優れた乙部産ブロッコリー産地作りを

update 2007/9/21 11:31

 【乙部】食の安全に対する消費者の意識が高まる中、乙部町では高品質を誇るブロッコリーの産地づくりに向けて、農業者と流通に携わる企業が絆(きずな)を深めようと、社員による産地訪問、農業者の流通現場研修といった双方向のユニークな取り組みを進めている。20日には農産物卸売業者の社員が畑で収穫作業を体験した。生産者と流通サイドの信頼関係が構築され、それぞれが自信を持って出荷、販売できるとあって、取り組みに対する関係者の評価も高い。

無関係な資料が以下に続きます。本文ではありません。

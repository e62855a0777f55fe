use clap::{Parser, Subcommand};
use formflow::prelude::*;
use std::fs;
use std::time::Instant;
use tracing_subscriber::EnvFilter;

/// Compiles form designer snapshots into messaging-platform flow documents
#[derive(Parser, Debug)]
#[command(version, about, long_about = None)]
struct Cli {
    /// Increase log verbosity (-v for info, -vv for debug)
    #[arg(short, long, action = clap::ArgAction::Count, global = true)]
    verbose: u8,

    #[command(subcommand)]
    command: Command,
}

#[derive(Subcommand, Debug)]
enum Command {
    /// Compile an editor snapshot into a flow document
    Compile {
        /// Path to the editor snapshot JSON file
        input: String,
        /// Where to write the flow document (stdout when omitted)
        #[arg(short, long)]
        output: Option<String>,
        /// Pretty-print the JSON written to stdout
        #[arg(long)]
        pretty: bool,
        /// Validate the snapshot first and print the findings to stderr
        #[arg(long)]
        validate: bool,
        /// Optional JSON file overriding entries of the limit table
        #[arg(long)]
        limits: Option<String>,
    },
    /// Check an editor snapshot against the limit table
    Validate {
        /// Path to the editor snapshot JSON file
        input: String,
        /// Optional JSON file overriding entries of the limit table
        #[arg(long)]
        limits: Option<String>,
        /// Print the report as JSON instead of one finding per line
        #[arg(long)]
        json: bool,
    },
}

fn main() {
    let cli = Cli::parse();
    init_tracing(cli.verbose);

    match cli.command {
        Command::Compile {
            input,
            output,
            pretty,
            validate,
            limits,
        } => run_compile(&input, output.as_deref(), pretty, validate, limits.as_deref()),
        Command::Validate {
            input,
            limits,
            json,
        } => run_validate(&input, limits.as_deref(), json),
    }
}

fn init_tracing(verbose: u8) {
    let default_level = match verbose {
        0 => "warn",
        1 => "info",
        _ => "debug",
    };
    let filter =
        EnvFilter::try_from_default_env().unwrap_or_else(|_| EnvFilter::new(default_level));
    tracing_subscriber::fmt()
        .with_env_filter(filter)
        .with_writer(std::io::stderr)
        .init();
}

fn run_compile(
    input: &str,
    output: Option<&str>,
    pretty: bool,
    validate: bool,
    limits_path: Option<&str>,
) {
    let total_start = Instant::now();
    let screens = load_screens(input);
    let limits = load_limits(limits_path);

    let mut builder = Compiler::builder(screens).with_limits(limits);
    if validate {
        builder = builder.with_validation();
    }
    let compiler = builder.build();

    let artifacts = compiler
        .compile()
        .unwrap_or_else(|e| exit_with_error(&format!("Compilation failed: {}", e)));

    if let Some(report) = &artifacts.report {
        print_findings(report);
    }

    match output {
        Some(path) => {
            artifacts.document.save(path).unwrap_or_else(|e| {
                exit_with_error(&format!("Failed to write flow document: {}", e))
            });
            eprintln!(
                "Compiled {} screens into '{}' in {:?}",
                artifacts.document.screens.len(),
                path,
                total_start.elapsed()
            );
        }
        None => {
            let json = artifacts.document.to_json(pretty).unwrap_or_else(|e| {
                exit_with_error(&format!("Failed to serialize flow document: {}", e))
            });
            println!("{}", json);
        }
    }
}

fn run_validate(input: &str, limits_path: Option<&str>, json: bool) {
    let screens = load_screens(input);
    let validator = Validator::new(load_limits(limits_path));
    let report = validator.validate_document(&screens);

    if json {
        let rendered = serde_json::to_string_pretty(&report)
            .unwrap_or_else(|e| exit_with_error(&format!("Failed to serialize report: {}", e)));
        println!("{}", rendered);
    } else {
        print_findings(&report);
        println!(
            "{} errors, {} warnings across {} screens",
            report.errors.len(),
            report.warnings.len(),
            screens.len()
        );
    }

    if !report.is_valid() {
        std::process::exit(1);
    }
}

fn load_screens(path: &str) -> Vec<Screen> {
    let json = fs::read_to_string(path).unwrap_or_else(|e| {
        exit_with_error(&format!("Failed to read editor snapshot '{}': {}", path, e))
    });
    parse_screens(&json)
        .unwrap_or_else(|e| exit_with_error(&format!("Failed to load screens: {}", e)))
}

fn load_limits(path: Option<&str>) -> Limits {
    match path {
        Some(path) => Limits::from_file(path)
            .unwrap_or_else(|e| exit_with_error(&format!("Failed to load limits: {}", e))),
        None => Limits::default(),
    }
}

fn print_findings(report: &ValidationReport) {
    for finding in report.findings() {
        eprintln!("  -> {}", finding);
    }
}

fn exit_with_error(message: &str) -> ! {
    eprintln!("\nError: {}", message);
    std::process::exit(1);
}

 20日早朝。農産物卸売商社のベジテック(東京・加納晃社長)の社員4人が、町の小石裕之企画室長と、薄暗い中でブロッコリーの収穫が行われている畑を訪れた。広大な畑で大きな葉をかき分けながら、出荷に適した株を1個ずつ手作業で切り取る根気の要る作業だ。町内で氷詰めにしたブロッコリーは、同社を通じて首都圏のスーパーに出荷される。

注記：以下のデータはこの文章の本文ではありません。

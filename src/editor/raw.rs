use serde::Deserialize;

/// The editor's JSON snapshot, either wrapped in a document object or as a bare
/// array of screens.
#[derive(Debug, Deserialize)]
#[serde(untagged)]
pub enum EditorSnapshot {
    Document { screens: Vec<RawScreen> },
    Screens(Vec<RawScreen>),
}

/// A screen whose elements have not been checked against the known kinds yet.
#[derive(Debug, Deserialize)]
pub struct RawScreen {
    pub id: String,
    #[serde(default)]
    pub title: String,
    #[serde(default)]
    pub elements: Vec<serde_json::Value>,
}

impl EditorSnapshot {
    pub fn into_raw_screens(self) -> Vec<RawScreen> {
        match self {
            EditorSnapshot::Document { screens } | EditorSnapshot::Screens(screens) => screens,
        }
    }
}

 同社で乙部産ブロッコリーを担当する坂本智史さんは「生産者が作物に愛情を持っていることを実感した。自分たちも産地との連携を大切にしたい」と話す。作業を指導する「おとべファーム」の佐藤光男専務は「産地で実際に見て、感じることでお互いの信頼感が高まる。安心して乙部の農産物を売って欲しい」と笑顔を見せた。

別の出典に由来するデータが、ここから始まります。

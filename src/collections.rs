//! Collection aliases shared by the editor and wire models.

use indexmap::IndexMap;

/// An insertion-ordered map. Every map that ends up in a compiled document
/// must iterate in a stable order, so plain hash maps are never used there.
pub type OrderedMap<K, V> = IndexMap<K, V, ahash::RandomState>;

 同町でブロッコリーの栽培が始まったのは2005年。町内の農家が契約野菜生産出荷組合(林義秀組合長)を結成し、同社と出荷契約を結んだ。町も農業再生プランの中心プロジェクトに位置付け、財政面や職員派遣などの支援を行っている。

 生産者と社員の交流は、栽培2年目の昨年7月にスタート。乙部の農業者も首都圏にある同社の施設を訪れ、農産物流通の現場を目の当たりにするなど、相互交流が進んでいる。

 同社の矢島訓夫取締役多摩事業部長は「交流を通じて生産者の意気込みや品質確保への努力を実感した。乙部産ブロッコリーは自信を持って消費者に提供できる」と言い切る。

 輸入農産物への不信感が高まる中で、矢島部長は「国産農産物の『安全・安心』は当たり前の時代。今は『おいしさ』も欠かせない。農産物を安く買い叩く時代は終わりだ。生産者と連動して優れた産地づくりを進めていくことが重要」と、同町での取り組みを評価している。